#### Problem requirements:
From the entries below, count the lines with "live". Write only the count.

(Data excerpts begins)

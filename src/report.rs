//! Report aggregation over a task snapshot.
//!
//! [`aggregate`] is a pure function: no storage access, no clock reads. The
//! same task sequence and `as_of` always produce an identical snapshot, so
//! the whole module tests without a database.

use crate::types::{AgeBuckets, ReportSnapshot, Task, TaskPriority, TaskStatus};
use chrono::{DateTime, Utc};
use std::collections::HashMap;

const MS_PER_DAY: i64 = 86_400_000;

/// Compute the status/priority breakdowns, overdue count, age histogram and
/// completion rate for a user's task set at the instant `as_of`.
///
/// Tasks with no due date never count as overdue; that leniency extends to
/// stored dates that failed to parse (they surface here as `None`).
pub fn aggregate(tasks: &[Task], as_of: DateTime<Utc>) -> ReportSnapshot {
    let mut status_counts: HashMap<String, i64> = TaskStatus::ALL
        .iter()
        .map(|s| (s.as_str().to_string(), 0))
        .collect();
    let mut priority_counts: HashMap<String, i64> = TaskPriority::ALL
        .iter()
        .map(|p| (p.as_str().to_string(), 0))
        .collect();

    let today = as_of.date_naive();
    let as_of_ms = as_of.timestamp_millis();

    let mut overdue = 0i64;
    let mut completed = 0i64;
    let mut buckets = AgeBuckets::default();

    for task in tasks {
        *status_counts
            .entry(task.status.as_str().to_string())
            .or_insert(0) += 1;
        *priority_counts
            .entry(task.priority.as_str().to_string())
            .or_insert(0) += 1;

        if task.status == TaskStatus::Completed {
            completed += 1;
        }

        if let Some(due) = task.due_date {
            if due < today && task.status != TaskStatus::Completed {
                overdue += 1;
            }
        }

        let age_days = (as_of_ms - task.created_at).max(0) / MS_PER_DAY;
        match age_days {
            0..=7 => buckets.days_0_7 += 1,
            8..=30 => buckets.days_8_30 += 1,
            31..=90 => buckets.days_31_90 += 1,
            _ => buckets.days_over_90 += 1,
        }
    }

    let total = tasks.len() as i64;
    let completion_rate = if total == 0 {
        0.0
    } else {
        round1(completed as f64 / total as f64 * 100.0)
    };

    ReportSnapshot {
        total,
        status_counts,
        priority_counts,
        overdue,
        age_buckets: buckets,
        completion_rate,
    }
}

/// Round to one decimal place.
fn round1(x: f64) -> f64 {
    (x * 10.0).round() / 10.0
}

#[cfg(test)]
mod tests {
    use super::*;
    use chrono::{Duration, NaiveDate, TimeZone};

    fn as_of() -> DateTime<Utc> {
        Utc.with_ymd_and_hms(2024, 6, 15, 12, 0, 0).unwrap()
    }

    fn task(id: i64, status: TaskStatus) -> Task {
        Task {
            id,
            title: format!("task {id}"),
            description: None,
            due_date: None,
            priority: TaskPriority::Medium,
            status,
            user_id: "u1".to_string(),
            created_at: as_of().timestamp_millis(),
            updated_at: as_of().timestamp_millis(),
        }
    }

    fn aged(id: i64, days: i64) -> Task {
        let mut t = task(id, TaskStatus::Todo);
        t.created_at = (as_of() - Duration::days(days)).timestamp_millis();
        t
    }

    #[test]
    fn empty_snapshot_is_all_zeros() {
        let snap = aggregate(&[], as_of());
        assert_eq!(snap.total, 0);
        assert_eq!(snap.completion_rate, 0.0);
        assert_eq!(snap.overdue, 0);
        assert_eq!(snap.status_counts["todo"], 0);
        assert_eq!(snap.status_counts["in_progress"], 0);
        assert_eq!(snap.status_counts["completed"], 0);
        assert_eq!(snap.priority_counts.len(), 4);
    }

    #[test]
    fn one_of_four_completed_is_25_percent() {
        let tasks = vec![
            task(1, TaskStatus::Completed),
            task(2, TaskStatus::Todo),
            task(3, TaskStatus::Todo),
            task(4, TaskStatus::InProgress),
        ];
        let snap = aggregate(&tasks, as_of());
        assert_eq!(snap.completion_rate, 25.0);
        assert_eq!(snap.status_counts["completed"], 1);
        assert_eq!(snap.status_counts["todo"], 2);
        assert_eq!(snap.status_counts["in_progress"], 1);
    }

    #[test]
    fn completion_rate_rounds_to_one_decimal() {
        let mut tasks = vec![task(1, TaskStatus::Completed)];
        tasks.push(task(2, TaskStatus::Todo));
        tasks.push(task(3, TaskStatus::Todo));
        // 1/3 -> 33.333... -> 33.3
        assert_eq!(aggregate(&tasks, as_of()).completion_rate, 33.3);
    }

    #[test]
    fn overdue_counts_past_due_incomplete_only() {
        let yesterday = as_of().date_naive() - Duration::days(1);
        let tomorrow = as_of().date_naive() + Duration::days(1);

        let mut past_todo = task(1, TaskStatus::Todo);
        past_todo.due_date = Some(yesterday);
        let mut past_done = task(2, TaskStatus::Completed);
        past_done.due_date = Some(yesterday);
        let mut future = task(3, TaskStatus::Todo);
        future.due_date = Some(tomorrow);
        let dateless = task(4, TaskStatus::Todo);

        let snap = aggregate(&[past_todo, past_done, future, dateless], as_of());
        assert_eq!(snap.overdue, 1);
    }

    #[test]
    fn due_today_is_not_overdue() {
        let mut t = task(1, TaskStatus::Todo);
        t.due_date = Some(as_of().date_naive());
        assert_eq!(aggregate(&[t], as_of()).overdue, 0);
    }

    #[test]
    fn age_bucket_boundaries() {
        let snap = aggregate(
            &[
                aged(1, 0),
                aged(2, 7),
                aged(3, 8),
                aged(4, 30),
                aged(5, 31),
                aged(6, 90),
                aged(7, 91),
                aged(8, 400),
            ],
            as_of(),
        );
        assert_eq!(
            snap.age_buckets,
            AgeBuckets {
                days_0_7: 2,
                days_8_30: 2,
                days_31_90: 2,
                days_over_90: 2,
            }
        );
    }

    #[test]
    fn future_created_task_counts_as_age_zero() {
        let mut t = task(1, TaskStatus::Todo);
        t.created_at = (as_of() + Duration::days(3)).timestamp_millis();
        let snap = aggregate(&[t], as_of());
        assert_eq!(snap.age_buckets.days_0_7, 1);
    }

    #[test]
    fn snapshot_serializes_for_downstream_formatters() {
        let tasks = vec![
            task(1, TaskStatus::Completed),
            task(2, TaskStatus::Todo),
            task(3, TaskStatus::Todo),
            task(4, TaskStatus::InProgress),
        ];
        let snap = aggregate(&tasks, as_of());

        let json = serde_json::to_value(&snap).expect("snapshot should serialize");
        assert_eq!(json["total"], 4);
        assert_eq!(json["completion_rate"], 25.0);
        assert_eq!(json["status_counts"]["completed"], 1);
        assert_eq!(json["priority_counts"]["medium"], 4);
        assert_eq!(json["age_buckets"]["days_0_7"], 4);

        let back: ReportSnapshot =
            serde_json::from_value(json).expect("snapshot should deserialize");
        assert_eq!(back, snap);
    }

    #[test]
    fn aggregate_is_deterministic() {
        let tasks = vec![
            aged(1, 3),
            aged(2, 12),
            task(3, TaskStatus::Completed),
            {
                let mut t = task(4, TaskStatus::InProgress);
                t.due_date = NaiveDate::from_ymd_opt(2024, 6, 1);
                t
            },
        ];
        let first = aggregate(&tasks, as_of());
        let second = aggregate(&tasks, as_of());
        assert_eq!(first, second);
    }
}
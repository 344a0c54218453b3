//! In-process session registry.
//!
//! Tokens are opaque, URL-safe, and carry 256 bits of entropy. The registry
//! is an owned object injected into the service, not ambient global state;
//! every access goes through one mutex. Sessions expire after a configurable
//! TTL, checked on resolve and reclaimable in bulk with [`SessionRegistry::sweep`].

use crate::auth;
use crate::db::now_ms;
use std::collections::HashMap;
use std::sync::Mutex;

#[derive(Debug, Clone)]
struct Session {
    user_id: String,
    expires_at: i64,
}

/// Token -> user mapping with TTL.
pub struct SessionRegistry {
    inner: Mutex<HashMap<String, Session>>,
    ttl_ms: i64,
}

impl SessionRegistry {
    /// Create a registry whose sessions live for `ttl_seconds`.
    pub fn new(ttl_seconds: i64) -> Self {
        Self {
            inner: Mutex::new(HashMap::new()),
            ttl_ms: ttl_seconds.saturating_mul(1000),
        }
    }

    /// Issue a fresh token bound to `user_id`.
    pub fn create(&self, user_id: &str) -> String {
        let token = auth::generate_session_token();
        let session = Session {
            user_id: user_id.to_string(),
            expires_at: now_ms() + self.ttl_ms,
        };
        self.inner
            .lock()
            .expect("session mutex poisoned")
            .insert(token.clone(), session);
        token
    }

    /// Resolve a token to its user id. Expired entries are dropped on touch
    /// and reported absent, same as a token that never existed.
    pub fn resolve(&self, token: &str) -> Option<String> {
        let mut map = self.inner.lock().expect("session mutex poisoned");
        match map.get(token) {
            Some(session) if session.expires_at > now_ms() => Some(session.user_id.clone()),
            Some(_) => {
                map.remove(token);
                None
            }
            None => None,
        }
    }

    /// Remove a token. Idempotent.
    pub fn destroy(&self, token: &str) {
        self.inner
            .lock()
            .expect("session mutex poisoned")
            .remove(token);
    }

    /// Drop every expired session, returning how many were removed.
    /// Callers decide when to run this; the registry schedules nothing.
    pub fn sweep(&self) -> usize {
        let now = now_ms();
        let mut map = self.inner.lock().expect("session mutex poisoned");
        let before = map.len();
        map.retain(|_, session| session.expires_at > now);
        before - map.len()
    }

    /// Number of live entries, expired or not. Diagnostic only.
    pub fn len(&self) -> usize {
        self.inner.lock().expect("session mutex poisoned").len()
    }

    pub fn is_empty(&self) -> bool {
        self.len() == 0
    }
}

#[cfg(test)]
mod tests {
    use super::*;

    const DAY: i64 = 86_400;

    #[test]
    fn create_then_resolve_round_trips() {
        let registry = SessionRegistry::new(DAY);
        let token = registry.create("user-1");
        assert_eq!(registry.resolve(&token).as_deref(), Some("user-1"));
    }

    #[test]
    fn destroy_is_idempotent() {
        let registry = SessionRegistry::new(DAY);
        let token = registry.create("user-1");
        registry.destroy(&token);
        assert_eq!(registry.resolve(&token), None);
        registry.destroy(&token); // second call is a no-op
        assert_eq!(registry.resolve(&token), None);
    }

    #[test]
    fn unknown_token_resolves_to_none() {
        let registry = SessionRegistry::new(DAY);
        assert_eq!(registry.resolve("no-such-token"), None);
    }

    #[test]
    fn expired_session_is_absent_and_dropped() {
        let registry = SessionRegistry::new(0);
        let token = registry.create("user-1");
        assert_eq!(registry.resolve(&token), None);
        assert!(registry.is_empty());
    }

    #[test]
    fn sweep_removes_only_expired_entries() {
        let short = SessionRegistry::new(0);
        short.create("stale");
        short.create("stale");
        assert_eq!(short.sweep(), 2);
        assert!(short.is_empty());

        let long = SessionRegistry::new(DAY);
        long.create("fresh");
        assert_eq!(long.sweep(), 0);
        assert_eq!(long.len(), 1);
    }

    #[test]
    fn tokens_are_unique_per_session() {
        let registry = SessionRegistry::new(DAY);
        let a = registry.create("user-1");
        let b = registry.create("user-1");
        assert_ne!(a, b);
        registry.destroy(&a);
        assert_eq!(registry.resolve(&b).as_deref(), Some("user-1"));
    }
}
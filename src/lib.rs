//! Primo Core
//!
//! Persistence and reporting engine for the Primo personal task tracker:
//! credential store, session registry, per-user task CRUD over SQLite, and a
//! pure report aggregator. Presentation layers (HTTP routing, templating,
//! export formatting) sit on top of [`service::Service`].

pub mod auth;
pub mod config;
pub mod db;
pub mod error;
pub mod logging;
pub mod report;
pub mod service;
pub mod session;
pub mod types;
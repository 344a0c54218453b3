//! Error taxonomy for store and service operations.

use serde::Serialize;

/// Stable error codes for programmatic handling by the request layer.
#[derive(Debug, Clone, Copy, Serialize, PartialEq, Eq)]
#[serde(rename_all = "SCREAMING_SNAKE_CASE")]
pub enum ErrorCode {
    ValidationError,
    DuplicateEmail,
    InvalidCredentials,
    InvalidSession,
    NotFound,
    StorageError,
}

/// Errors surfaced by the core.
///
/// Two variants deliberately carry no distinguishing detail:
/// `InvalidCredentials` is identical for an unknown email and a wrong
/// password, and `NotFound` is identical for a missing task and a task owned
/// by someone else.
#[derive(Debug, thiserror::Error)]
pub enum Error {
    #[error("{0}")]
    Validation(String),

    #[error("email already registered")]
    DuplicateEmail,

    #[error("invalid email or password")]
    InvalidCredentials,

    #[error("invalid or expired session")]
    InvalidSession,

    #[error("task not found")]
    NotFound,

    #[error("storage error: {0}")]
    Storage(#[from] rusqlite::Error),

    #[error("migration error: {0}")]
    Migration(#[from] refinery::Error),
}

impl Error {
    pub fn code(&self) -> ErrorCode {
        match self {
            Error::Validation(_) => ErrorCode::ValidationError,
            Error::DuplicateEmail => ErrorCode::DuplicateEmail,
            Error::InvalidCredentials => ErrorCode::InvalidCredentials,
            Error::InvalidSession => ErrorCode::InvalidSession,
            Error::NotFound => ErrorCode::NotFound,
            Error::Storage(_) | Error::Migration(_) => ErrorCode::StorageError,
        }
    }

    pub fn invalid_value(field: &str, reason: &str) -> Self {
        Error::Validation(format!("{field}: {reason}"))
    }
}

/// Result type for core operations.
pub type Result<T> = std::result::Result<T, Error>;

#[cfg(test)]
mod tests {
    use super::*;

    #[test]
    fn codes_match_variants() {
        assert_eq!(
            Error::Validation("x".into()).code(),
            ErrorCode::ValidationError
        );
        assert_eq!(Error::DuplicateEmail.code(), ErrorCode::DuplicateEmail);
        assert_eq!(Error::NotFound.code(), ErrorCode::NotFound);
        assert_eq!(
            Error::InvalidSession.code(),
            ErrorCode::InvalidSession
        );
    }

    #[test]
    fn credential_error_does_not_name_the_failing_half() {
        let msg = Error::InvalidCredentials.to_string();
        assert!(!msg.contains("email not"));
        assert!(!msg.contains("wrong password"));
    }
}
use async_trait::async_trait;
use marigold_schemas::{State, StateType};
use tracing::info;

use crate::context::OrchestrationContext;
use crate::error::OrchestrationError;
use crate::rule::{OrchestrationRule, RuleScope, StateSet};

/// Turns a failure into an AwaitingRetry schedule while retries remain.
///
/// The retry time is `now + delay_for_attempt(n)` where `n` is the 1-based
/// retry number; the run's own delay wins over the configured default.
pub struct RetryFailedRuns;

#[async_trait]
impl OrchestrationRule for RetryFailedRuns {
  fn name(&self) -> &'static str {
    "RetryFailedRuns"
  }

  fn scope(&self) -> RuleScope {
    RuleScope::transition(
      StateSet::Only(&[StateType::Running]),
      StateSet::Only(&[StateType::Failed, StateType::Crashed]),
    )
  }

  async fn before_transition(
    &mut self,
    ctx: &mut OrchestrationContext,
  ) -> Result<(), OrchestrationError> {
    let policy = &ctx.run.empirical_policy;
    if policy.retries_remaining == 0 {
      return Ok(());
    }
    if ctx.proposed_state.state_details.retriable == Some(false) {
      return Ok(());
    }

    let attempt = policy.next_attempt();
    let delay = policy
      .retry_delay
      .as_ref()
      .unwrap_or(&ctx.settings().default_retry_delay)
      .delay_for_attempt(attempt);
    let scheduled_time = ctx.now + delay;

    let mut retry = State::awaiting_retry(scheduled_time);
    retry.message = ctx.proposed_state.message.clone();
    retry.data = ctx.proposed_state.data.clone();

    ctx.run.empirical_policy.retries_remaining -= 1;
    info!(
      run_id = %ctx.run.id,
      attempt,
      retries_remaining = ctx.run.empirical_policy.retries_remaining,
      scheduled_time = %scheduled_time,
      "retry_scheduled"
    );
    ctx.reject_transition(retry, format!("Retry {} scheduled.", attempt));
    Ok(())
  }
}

(Data excerpts ends)

#### Exercise answer:
2